Problem details: Only lines containing "during" belong in the answer, each copied from the entries below.

(Records drawn from a dataset)
····················

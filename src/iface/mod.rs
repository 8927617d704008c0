//! Network interface abstraction and packet processing
//!
//! This module connects the wire formats in `network` to a packet device:
//! - Device abstraction (TUN and in-memory)
//! - Echo Request / Echo Reply handling
//! - The read-process-write dispatch loop and its shutdown token
//! - Host-side interface configuration

pub mod device;
pub mod dispatch;
pub mod responder;
pub mod setup;

// Re-export commonly used items
pub use device::{Device, MemoryDevice, TunDevice};
pub use dispatch::{DispatchStats, Dispatcher, Shutdown};
pub use responder::{EchoResponder, Summary};
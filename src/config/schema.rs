//! Configuration validation
//!
//! This module provides validation logic for configuration files.

use crate::config::types::{Config, Task};
use crate::error::{ConfigError, ConfigResult};
use crate::vars::Vars;

/// Validate a complete configuration
pub fn validate_config(config: &Config) -> ConfigResult<()> {
    validate_var_names(&config.vars)?;

    for (name, task) in &config.tasks {
        validate_task(name, task)?;
    }

    Ok(())
}

/// Validate a single task
pub fn validate_task(name: &str, task: &Task) -> ConfigResult<()> {
    validate_var_names(&task.vars)?;

    for pattern in task.sources.iter().chain(task.generates.iter()) {
        glob::Pattern::new(pattern).map_err(|e| ConfigError::InvalidPattern {
            task: name.to_string(),
            pattern: pattern.clone(),
            error: e.to_string(),
        })?;
    }

    Ok(())
}

/// Variable names are looked up as `${name}`, so they cannot be empty or
/// contain braces or whitespace
pub fn validate_var_name(name: &str) -> ConfigResult<()> {
    let valid = !name.is_empty()
        && !name
            .chars()
            .any(|c| c == '{' || c == '}' || c.is_whitespace());

    if valid {
        Ok(())
    } else {
        Err(ConfigError::InvalidVarName(name.to_string()))
    }
}

fn validate_var_names(vars: &Vars) -> ConfigResult<()> {
    vars.range(|name, _| validate_var_name(name))
}

#[cfg(test)]
mod tests {
    use super::*;
    use crate::vars::Var;

    fn task_with_sources(sources: &[&str]) -> Task {
        Task {
            sources: sources.iter().map(|s| s.to_string()).collect(),
            generates: vec!["out/*.o".to_string()],
            ..Default::default()
        }
    }

    #[test]
    fn test_validate_valid_config() {
        let mut config = Config::default();
        config.vars.set("CC", Var::from_static("gcc"));
        config
            .tasks
            .insert("build".to_string(), task_with_sources(&["src/**/*.c"]));

        assert!(validate_config(&config).is_ok());
    }

    #[test]
    fn test_validate_invalid_pattern() {
        let mut config = Config::default();
        config
            .tasks
            .insert("build".to_string(), task_with_sources(&["src/[.c"]));

        let result = validate_config(&config);
        assert!(matches!(
            result,
            Err(ConfigError::InvalidPattern { ref task, ref pattern, .. })
                if task == "build" && pattern == "src/[.c"
        ));
    }

    #[test]
    fn test_validate_var_names() {
        assert!(validate_var_name("OUT_DIR").is_ok());
        assert!(validate_var_name("with.dot").is_ok());
        assert!(validate_var_name("").is_err());
        assert!(validate_var_name("has space").is_err());
        assert!(validate_var_name("br{ace").is_err());
    }

    #[test]
    fn test_validate_task_var_names() {
        let mut task = Task::default();
        task.vars.set("bad name", Var::from_static("x"));

        let mut config = Config::default();
        config.tasks.insert("t".to_string(), task);

        assert!(matches!(
            validate_config(&config),
            Err(ConfigError::InvalidVarName(name)) if name == "bad name"
        ));
    }
}
//! Execution context for task running
//!
//! The context tracks all the state needed during task execution.

use crate::vars::Vars;
use std::collections::HashMap;
use std::env;
use std::path::PathBuf;

/// Name of the scratch directory created next to the config file
pub const SCRATCH_DIR_NAME: &str = ".taskr";

/// Execution context that tracks state during task execution
pub struct Context {
    /// Current working directory
    pub working_dir: PathBuf,

    /// Configuration file path
    pub config_path: Option<PathBuf>,

    /// Scratch directory override (defaults to `.taskr` next to the config)
    pub temp_dir: Option<PathBuf>,

    /// Variables given on the command line, layered over task variables
    pub overrides: Vars,

    /// Resolved variables of the task being run, used for interpolation
    pub vars: HashMap<String, String>,

    /// Custom interpreter (e.g., ["bash", "-c"])
    pub interpreter: Vec<String>,

    /// Verbosity level
    pub verbosity: Verbosity,

    /// Print commands instead of running them and leave checker state alone
    pub dry: bool,

    /// Run tasks even when they are up to date
    pub force: bool,
}

/// Verbosity levels for output
#[derive(Debug, Clone, Copy, PartialEq, Eq, PartialOrd, Ord)]
pub enum Verbosity {
    Silent = 0,
    Quiet = 1,
    Normal = 2,
    Verbose = 3,
}

impl Context {
    /// Create a new context with default settings
    pub fn new() -> Self {
        Context {
            working_dir: env::current_dir().unwrap_or_else(|_| PathBuf::from(".")),
            config_path: None,
            temp_dir: None,
            overrides: Vars::new(),
            vars: HashMap::new(),
            interpreter: vec!["sh".to_string(), "-c".to_string()],
            verbosity: Verbosity::Normal,
            dry: false,
            force: false,
        }
    }

    /// Set the configuration file path
    pub fn with_config_path(mut self, path: PathBuf) -> Self {
        self.config_path = Some(path);
        self
    }

    /// Set the scratch directory
    pub fn with_temp_dir(mut self, dir: PathBuf) -> Self {
        self.temp_dir = Some(dir);
        self
    }

    /// Set command-line variable overrides
    pub fn with_overrides(mut self, overrides: Vars) -> Self {
        self.overrides = overrides;
        self
    }

    /// Set the interpreter
    pub fn with_interpreter(mut self, interpreter: Vec<String>) -> Self {
        self.interpreter = interpreter;
        self
    }

    /// Set verbosity level
    pub fn with_verbosity(mut self, verbosity: Verbosity) -> Self {
        self.verbosity = verbosity;
        self
    }

    pub fn with_dry(mut self, dry: bool) -> Self {
        self.dry = dry;
        self
    }

    pub fn with_force(mut self, force: bool) -> Self {
        self.force = force;
        self
    }

    /// Get the directory for the config file (or current dir)
    pub fn config_dir(&self) -> PathBuf {
        self.config_path
            .as_ref()
            .and_then(|p| p.parent())
            .map(|p| p.to_path_buf())
            .unwrap_or_else(|| self.working_dir.clone())
    }

    /// Directory where checkers keep their state
    pub fn scratch_dir(&self) -> PathBuf {
        self.temp_dir
            .clone()
            .unwrap_or_else(|| self.config_dir().join(SCRATCH_DIR_NAME))
    }

    /// Print info message
    pub fn print_info(&self, message: &str) {
        if self.verbosity >= Verbosity::Normal {
            eprintln!("[INFO] {}", message);
        }
    }

    /// Print error message
    pub fn print_error(&self, message: &str) {
        if self.verbosity >= Verbosity::Quiet {
            eprintln!("[ERROR] {}", message);
        }
    }

    /// Print debug message (only in verbose mode)
    pub fn print_debug(&self, message: &str) {
        if self.verbosity >= Verbosity::Verbose {
            eprintln!("[DEBUG] {}", message);
        }
    }

    /// Echo a command before it runs
    pub fn print_command(&self, command: &str) {
        if self.verbosity >= Verbosity::Normal {
            eprintln!("[RUN] {}", command);
        }
    }

    /// Print task start message
    pub fn print_task_start(&self, task_name: &str) {
        self.print_debug(&format!("Running task: {}", task_name));
    }

    /// Print task complete message
    pub fn print_task_complete(&self, task_name: &str) {
        self.print_debug(&format!("Task completed: {}", task_name));
    }

    /// Print the message shown when a task is skipped
    pub fn print_task_up_to_date(&self, task_name: &str) {
        self.print_info(&format!("Task \"{}\" is up to date", task_name));
    }
}

impl Default for Context {
    fn default() -> Self {
        Self::new()
    }
}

····················

Problem solution:
//! The context tracks all the state needed during task execution.
/// Execution context that tracks state during task execution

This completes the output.